I swear I don’t mean to pick on Gabe Suarez’s mob. What did Jim Croce say about Superman’s cape? And yet, here we are. One of the Suarez crew who knows more about gunfighting than I know about preparing deli platters (and I know a lot about preparing deli platters) has some excellent advice for people faced with the “challenge” of shooting an attacker from the driver’s seat. Staff instructor Ryan Acuff starts with the basics: drive away or over the bad guy. After that, Acuff acknowledges there’s no good way to bring your firearm to bear on a bad guy without putting the family jewels in harm’s way. “My advice is don’t shoot yourself and you’ll be OK here.” My advice: pepper spray.
I’ve tried drawing my holstered gun whilst strapped into my truck. I practiced using a variety of inside-the-waistband and outside-the-waistband holsters. [NB: I did not try a penis-pointing holster.] There are advanced yoga poses that require less contortions than removing my weapon from under a seatbelt and clothing. Trigger and muzzle discipline are an issue at the best of times; I have no doubt an in-car defensive gun use would be the worst of times. In short, I reckon drawing from the driver’s seat and firing accurately and efficiently would be asking way too much from myself.
Now I could keep a gun in the glove box, the between seat console or some specialized automotive holster thingie. But I’ve got a thing about gun safety; a gun’s either in my hand, on my hip or locked in a safe. The transition between these states is particularly dangerous, both in terms of negligent discharges and non-admiring glances from hoplophobes. I’m not in love with the idea of transferring my concealed carry gun from my hip to a car stash and back on a regular basis. Nor would I want to leave a BUG in the car.

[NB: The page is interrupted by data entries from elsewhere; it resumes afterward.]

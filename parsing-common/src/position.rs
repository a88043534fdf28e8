/// Represents a location in the scanned input.
///
/// Offsets count code points, not bytes: the scanner works over a buffer
/// of `char`s so that every primitive consumes exactly one unit per
/// character.
#[derive(Debug, Clone, Copy, PartialEq, Eq, Hash)]
pub struct Position {
    /// Line number (1-indexed)
    pub line: usize,
    /// Column number (1-indexed)
    pub column: usize,
    /// Code-point offset from the start of the input
    pub offset: usize,
}

impl Position {
    /// Creates a new position at the start of the input.
    pub fn new() -> Self {
        Self {
            line: 1,
            column: 1,
            offset: 0,
        }
    }

    /// Creates a position with the given values.
    pub fn at(line: usize, column: usize, offset: usize) -> Self {
        Self {
            line,
            column,
            offset,
        }
    }

    /// Returns the position after consuming `ch`.
    pub fn advanced(self, ch: char) -> Self {
        if ch == '\n' {
            Self {
                line: self.line + 1,
                column: 1,
                offset: self.offset + 1,
            }
        } else {
            Self {
                line: self.line,
                column: self.column + 1,
                offset: self.offset + 1,
            }
        }
    }
}

impl Default for Position {
    fn default() -> Self {
        Self::new()
    }
}

impl std::fmt::Display for Position {
    fn fmt(&self, f: &mut std::fmt::Formatter<'_>) -> std::fmt::Result {
        write!(f, "{}:{}", self.line, self.column)
    }
}

#[cfg(test)]
mod tests {
    use super::*;

    #[test]
    fn test_position_new() {
        let pos = Position::new();
        assert_eq!(pos.line, 1);
        assert_eq!(pos.column, 1);
        assert_eq!(pos.offset, 0);
    }

    #[test]
    fn test_position_default() {
        assert_eq!(Position::default(), Position::new());
    }

    #[test]
    fn test_position_advanced_same_line() {
        let pos = Position::new().advanced('a').advanced('b');
        assert_eq!(pos, Position::at(1, 3, 2));
    }

    #[test]
    fn test_position_advanced_newline() {
        let pos = Position::new().advanced('a').advanced('\n');
        assert_eq!(pos, Position::at(2, 1, 2));
    }

    #[test]
    fn test_position_display() {
        assert_eq!(Position::at(5, 10, 100).to_string(), "5:10");
    }
}
impl<'d, V> GrammarRef<'d, V> {
    pub fn grammar(&self) -> &'d Grammar {
        self.grammar
    }

    pub fn domain(&self) -> &'d ParsingDomain<V> {
        self.domain
    }

    /// Parses `input` completely with the start rule, returning its value.
    pub fn parse(&self, input: &str, file_index: usize, file_name: &str) -> Result<Option<V>, ParsingError> {
        self.parse_with(to_code_points(input), ParseOptions::new().file(file_index, file_name))
    }

    /// Like [`parse`](Self::parse), passing `args` as the start rule's
    /// inherited attributes.
    pub fn parse_with_args(
        &self,
        input: &str,
        file_index: usize,
        file_name: &str,
        args: Vec<V>,
    ) -> Result<Option<V>, ParsingError> {
        let mut options = ParseOptions::new().file(file_index, file_name);
        options.args = args;
        self.parse_with(to_code_points(input), options)
    }

    /// Parses a code-point buffer.
    ///
    /// The skip rule runs before and after the start rule, and the start
    /// rule must consume the whole input. Otherwise the parse fails with an
    /// `ExpectationFailure` naming the start rule at the farthest position
    /// the scanner reached.
    pub fn parse_with(&self, input: Arc<[char]>, options: ParseOptions<V>) -> Result<Option<V>, ParsingError> {
        let config = &self.domain.config;
        if config.max_input_len > 0 && input.len() > config.max_input_len {
            return Err(ParsingError::InputTooLarge {
                input_len: input.len(),
                max_len: config.max_input_len,
            });
        }

        let ParseOptions {
            file_index,
            file_name,
            args,
            log,
        } = options;
        let mut scanner = Scanner::new(Arc::clone(&input), file_index, Arc::clone(&file_name))
            .with_skip_rule(self.grammar.skip_rule);
        if let Some(log) = log {
            scanner = scanner.with_log(log);
        }
        let mut ctx = ParseContext::new(&self.domain.rules, scanner, config);

        let Some(start_rule) = self.grammar.start_rule.map(|id| ctx.rule(id)) else {
            let location = ctx.location(ctx.scanner.current_span());
            return Err(ParsingException::new(
                format!("grammar '{}' has no start rule", self.grammar.qualified_name),
                location,
            )
            .into());
        };
        if args.len() != start_rule.inherited_count() {
            return Err(ParsingError::ArgumentCount {
                rule: start_rule.full_name().to_string(),
                expected: start_rule.inherited_count(),
                found: args.len(),
            });
        }

        log::debug!(
            "parsing '{}' with {} ({} code points)",
            file_name,
            start_rule.full_name(),
            input.len()
        );
        for arg in args {
            ctx.stack.push(arg);
        }

        let outcome = run_start_rule(&mut ctx, start_rule);
        let flushed = ctx.finish();
        let matched = outcome?;
        flushed?;

        if !matched.is_hit() || !ctx.scanner.is_eof() {
            let span = ctx.scanner.farthest_span();
            log::debug!(
                "parse of '{}' stopped at {}",
                file_name,
                ctx.scanner.cursor().farthest()
            );
            return Err(ExpectationFailure::new(start_rule.info(), ctx.location(span)).into());
        }

        log::debug!("parsed '{}'", file_name);
        Ok(if start_rule.has_value() {
            ctx.stack.pop()
        } else {
            None
        })
    }
}

impl<V> Clone for GrammarRef<'_, V> {
    fn clone(&self) -> Self {
        *self
    }
}

impl<V> Copy for GrammarRef<'_, V> {}

impl<V> fmt::Debug for GrammarRef<'_, V> {
    fn fmt(&self, f: &mut fmt::Formatter<'_>) -> fmt::Result {
        f.debug_tuple("GrammarRef").field(self.grammar).finish()
    }
}

impl<V> Deref for GrammarRef<'_, V> {
    type Target = Grammar;

    fn deref(&self) -> &Grammar {
        self.grammar
    }
}

/// The grammar in source form, one rule per line.
impl<V> fmt::Display for GrammarRef<'_, V> {
    fn fmt(&self, f: &mut fmt::Formatter<'_>) -> fmt::Result {
        writeln!(f, "grammar {}", self.grammar.qualified_name)?;
        writeln!(f, "{{")?;
        for reference in &self.grammar.references {
            if let Some(referenced) = self.domain.grammars.get(reference.index()) {
                writeln!(f, "    reference {};", referenced.qualified_name)?;
            }
        }
        for link in &self.grammar.links {
            writeln!(f, "    using {} = {};", link.local_name, link.target)?;
        }
        if let Some(rule) = self.grammar.skip_rule.and_then(|id| self.domain.rule(id)) {
            writeln!(f, "    skip {};", rule.name())?;
        }
        if let Some(rule) = self.grammar.start_rule.and_then(|id| self.domain.rule(id)) {
            writeln!(f, "    start {};", rule.name())?;
        }
        for (_, id) in self.grammar.rules() {
            if let Some(rule) = self.domain.rule(id) {
                writeln!(f, "    {rule}")?;
            }
        }
        write!(f, "}}")
    }
}

/// Skip, start rule, skip.
fn run_start_rule<V>(ctx: &mut ParseContext<'_, V>, rule: &Rule<V>) -> Result<Match, ParsingError> {
    ctx.skip()?;
    let matched = rule.parse(ctx)?;
    if matched.is_hit() {
        ctx.skip()?;
    }
    Ok(matched)
}

fn to_code_points(input: &str) -> Arc<[char]> {
    input.chars().collect::<Vec<_>>().into()
}
use parsing_framework::{
    argument, GrammarBuilder, GrammarError, Parser, ParsingDomain, ParsingError, RuleBuilder,
};
use std::thread;

#[derive(Debug, Clone, PartialEq)]
enum Value {
    Int(i64),
    Text(String),
}

fn library() -> GrammarBuilder<Value> {
    let number = RuleBuilder::new("Number", Parser::digit().plus().token().action("digits"))
        .value("Int")
        .info("number")
        .action("digits", |ctx| {
            let text = ctx.text().to_string();
            match text.parse() {
                Ok(value) => ctx.set_value(Value::Int(value)),
                Err(_) => ctx.reject(),
            }
        });
    let name = RuleBuilder::new("Name", Parser::letter().plus().token().action("letters"))
        .value("Text")
        .action("letters", |ctx| {
            let text = ctx.text().to_string();
            ctx.set_value(Value::Text(text));
        });
    GrammarBuilder::new("Lib")
        .namespace("test")
        .rule(number)
        .rule(name)
        .rule(RuleBuilder::new("Spacing", Parser::space().plus()))
}

/// `Assignment ::= Name '=' Number` through a link and a qualified path.
fn application() -> GrammarBuilder<Value> {
    let assignment = RuleBuilder::new(
        "Assignment",
        Parser::nonterminal_as("test.Lib.Name", "name")
            .then(Parser::char('='))
            .then(Parser::nonterminal("Number"))
            .action("assign"),
    )
    .value("Text")
    .action("assign", |ctx| {
        let name = ctx.take_instance("name");
        let number = ctx.take_instance("Number");
        if let (Some(Value::Text(name)), Some(Value::Int(number))) = (name, number) {
            ctx.set_value(Value::Text(format!("{name}:{number}")));
        }
    });
    GrammarBuilder::new("App")
        .namespace("test")
        .reference("test.Lib")
        .link("Number", "test.Lib.Number")
        .link("Spacing", "test.Lib.Spacing")
        .rule(assignment)
        .start("Assignment")
        .skip("Spacing")
}

fn domain() -> ParsingDomain<Value> {
    ParsingDomain::builder()
        .grammar(library())
        .unwrap()
        .grammar(application())
        .unwrap()
        .build()
}

#[test]
fn test_rule_link_across_grammars() {
    let domain = domain();
    let grammar = domain.grammar("test.App").unwrap();

    let value = grammar.parse("x = 42", 0, "app").unwrap();
    assert_eq!(value, Some(Value::Text("x:42".into())));
}

#[test]
fn test_require_unknown_grammar() {
    let domain = domain();
    assert!(domain.require("test.Lib").is_ok());
    match domain.require("App") {
        Err(ParsingError::UnknownGrammar { name }) => assert_eq!(name, "App"),
        other => panic!("expected an unknown grammar error, got {other:?}"),
    }
}

#[test]
fn test_grammar_introspection() {
    let domain = domain();
    let app = domain.grammar("test.App").unwrap();
    let lib = domain.grammar("test.Lib").unwrap();

    assert_eq!(app.qualified_name(), "test.App");
    assert_eq!(app.name(), "App");
    assert_eq!(app.namespace(), Some("test"));
    assert_eq!(app.references(), &[lib.id()]);
    assert_eq!(app.rules().map(|(name, _)| name).collect::<Vec<_>>(), vec!["Assignment"]);
    assert_eq!(app.rule("Number"), lib.rule("Number"));
    assert_eq!(app.skip_rule(), lib.rule("Spacing"));
    assert_eq!(app.start_rule(), app.rule("Assignment"));

    let number = domain.rule(lib.rule("Number").unwrap()).unwrap();
    assert_eq!(number.full_name(), "test.Lib.Number");
    assert_eq!(number.info(), "number");
    assert_eq!(number.value_type(), Some("Int"));
    assert_eq!(number.action_names().collect::<Vec<_>>(), vec!["digits"]);
    assert_eq!(app.rule("Assignment").map(|id| id.index()), Some(3));
}

#[test]
fn test_grammar_display() {
    let domain = domain();
    let text = domain.grammar("test.App").unwrap().to_string();

    assert!(text.starts_with("grammar test.App\n{\n"));
    assert!(text.contains("    reference test.Lib;\n"));
    assert!(text.contains("    using Number = test.Lib.Number;\n"));
    assert!(text.contains("    skip Spacing;\n"));
    assert!(text.contains("    start Assignment;\n"));
    assert!(text.contains("    Assignment : Text ::= test.Lib.Name:name '=' Number;\n"));
    assert!(text.ends_with('}'));
}

#[test]
fn test_domain_is_shared_across_threads() {
    fn assert_send_sync<T: Send + Sync>() {}
    assert_send_sync::<ParsingDomain<Value>>();

    let domain = domain();
    thread::scope(|scope| {
        for index in 0..4 {
            let domain = &domain;
            scope.spawn(move || {
                let grammar = domain.grammar("test.App").unwrap();
                let input = format!("v = {index}");
                let value = grammar.parse(&input, index, "thread").unwrap();
                assert_eq!(value, Some(Value::Text(format!("v:{index}"))));
            });
        }
    });
}

fn build_error(builders: Vec<GrammarBuilder<Value>>) -> GrammarError {
    let mut domain = ParsingDomain::builder();
    for builder in builders {
        if let Err(error) = domain.add_grammar(builder) {
            return error;
        }
    }
    panic!("expected the domain to be rejected")
}

#[test]
fn test_reference_must_be_added_first() {
    let error = build_error(vec![application(), library()]);
    assert_eq!(
        error,
        GrammarError::UnknownGrammar {
            grammar: "test.App".into(),
            reference: "test.Lib".into(),
        }
    );
}

#[test]
fn test_duplicate_grammar() {
    let error = build_error(vec![library(), library()]);
    assert_eq!(error, GrammarError::DuplicateGrammar { name: "test.Lib".into() });
}

#[test]
fn test_duplicate_rule() {
    let grammar = GrammarBuilder::new("G")
        .rule(RuleBuilder::new("A", Parser::char('a')))
        .rule(RuleBuilder::new("A", Parser::char('b')));
    assert_eq!(
        build_error(vec![grammar]),
        GrammarError::DuplicateRule {
            grammar: "G".into(),
            rule: "A".into(),
        }
    );
}

#[test]
fn test_unresolved_nonterminal() {
    let grammar = GrammarBuilder::new("G").rule(RuleBuilder::new("A", Parser::nonterminal("B")));
    assert_eq!(
        build_error(vec![grammar]),
        GrammarError::RuleNotFound {
            grammar: "G".into(),
            rule: "A".into(),
            name: "B".into(),
        }
    );
}

#[test]
fn test_qualified_path_requires_reference() {
    let grammar = GrammarBuilder::new("G").rule(RuleBuilder::new("A", Parser::nonterminal("test.Lib.Name")));
    assert_eq!(
        build_error(vec![library(), grammar]),
        GrammarError::RuleNotFound {
            grammar: "G".into(),
            rule: "A".into(),
            name: "test.Lib.Name".into(),
        }
    );
}

#[test]
fn test_unknown_action() {
    let grammar = GrammarBuilder::new("G").rule(RuleBuilder::new("A", Parser::char('a').action("missing")));
    assert_eq!(
        build_error(vec![grammar]),
        GrammarError::ActionNotFound {
            grammar: "G".into(),
            rule: "A".into(),
            action: "missing".into(),
        }
    );
}

#[test]
fn test_argument_count_must_match_inherited_attributes() {
    let callee = RuleBuilder::new("Callee", Parser::char('a')).inherited("first").inherited("second");
    let caller = RuleBuilder::new(
        "Caller",
        Parser::call("Callee", "callee", vec![argument(|_| Some(Value::Int(1)))]),
    );
    let grammar = GrammarBuilder::new("G").rule(caller).rule(callee);
    assert_eq!(
        build_error(vec![grammar]),
        GrammarError::ArgumentCountMismatch {
            grammar: "G".into(),
            rule: "Caller".into(),
            name: "Callee".into(),
            expected: 2,
            found: 1,
        }
    );
}

#[test]
fn test_missing_start_and_skip_rules() {
    let grammar = GrammarBuilder::<Value>::new("G")
        .rule(RuleBuilder::new("A", Parser::char('a')))
        .start("B");
    assert_eq!(
        build_error(vec![grammar]),
        GrammarError::MissingStartRule {
            grammar: "G".into(),
            rule: "B".into(),
        }
    );

    let grammar = GrammarBuilder::<Value>::new("G")
        .rule(RuleBuilder::new("A", Parser::char('a')))
        .skip("Spacing");
    assert_eq!(
        build_error(vec![grammar]),
        GrammarError::MissingSkipRule {
            grammar: "G".into(),
            rule: "Spacing".into(),
        }
    );
}

#[test]
fn test_link_errors() {
    let unreferenced = GrammarBuilder::new("G").link("Number", "test.Lib.Number");
    assert_eq!(
        build_error(vec![library(), unreferenced]),
        GrammarError::UnreferencedGrammar {
            grammar: "G".into(),
            target: "test.Lib.Number".into(),
        }
    );

    let invalid = GrammarBuilder::new("G").link("Number", "Number");
    assert_eq!(
        build_error(vec![invalid]),
        GrammarError::InvalidRulePath {
            grammar: "G".into(),
            path: "Number".into(),
        }
    );

    let missing = GrammarBuilder::new("G")
        .reference("test.Lib")
        .link("Float", "test.Lib.Float");
    assert_eq!(
        build_error(vec![library(), missing]),
        GrammarError::RuleNotFound {
            grammar: "G".into(),
            rule: "Float".into(),
            name: "test.Lib.Float".into(),
        }
    );
}

#[test]
fn test_failed_grammar_leaves_builder_usable() {
    let mut builder = ParsingDomain::builder();
    builder.add_grammar(library()).unwrap();
    let broken = GrammarBuilder::new("Broken").rule(RuleBuilder::new("A", Parser::nonterminal("B")));
    assert!(builder.add_grammar(broken).is_err());
    builder.add_grammar(application()).unwrap();

    let domain = builder.build();
    assert_eq!(domain.grammars().count(), 2);
    assert_eq!(domain.rules().len(), 4);
    assert!(domain.grammar("Broken").is_none());
}

#[test]
fn test_skip_rule_cannot_take_arguments() {
    let grammar = GrammarBuilder::new("G")
        .rule(RuleBuilder::new("A", Parser::letter().plus()))
        .rule(RuleBuilder::new("Sp", Parser::space().plus()).inherited("x"))
        .start("A")
        .skip("Sp");
    assert_eq!(
        build_error(vec![grammar]),
        GrammarError::SkipRuleWithAttributes {
            grammar: "G".into(),
            rule: "Sp".into(),
            inherited: 1,
        }
    );
}

#[test]
fn test_keyword_continuation_cannot_take_arguments() {
    let grammar = GrammarBuilder::new("G")
        .rule(RuleBuilder::new(
            "A",
            Parser::keyword_with_continuation("int", "C"),
        ))
        .rule(RuleBuilder::new("C", Parser::letter()).inherited("x"))
        .start("A");
    assert_eq!(
        build_error(vec![grammar]),
        GrammarError::ArgumentCountMismatch {
            grammar: "G".into(),
            rule: "A".into(),
            name: "C".into(),
            expected: 1,
            found: 0,
        }
    );
}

So I’d either have to contort, draw and take my chances or hit ’em with my Kimber PepperBlaster II. That I don’t mind leaving in the car console. For one thing, it has a safety device. For another, I’ve told my kids what it is, and that they’ll never see Facebook again if they play with it. But if they do, it’s not the end of the world. Or my hearing. Or their hearing. Or my right to keep and bear arms.
Of course, you can’t fire pepper spray through a closed window (or so I’m told), whereas bullets go through glass like a bullet through glass. But it behooves armchair warriors to keep in mind that a weapon is only a means to an end: getting the hell out of (a?) Dodge. If you can drive away, pepper spray MAY give you the time to get your ass in gear. If you can’t, it may give you the time/distance you need to get out of the car and draw your weapon or run away.
Dare I say it? Your mileage may vary. And the general rule suggested here—don’t shoot a gun from inside a car—can and should be ignored as necessary. But if you have the option of pepper-spraying the potential perp, it could save you a lot of paperwork. And your life. And if you do end up drawing your gun, no matter what does or doesn’t happen, remember to call 911 immediately afterwards. Lest the bad guy does it for you.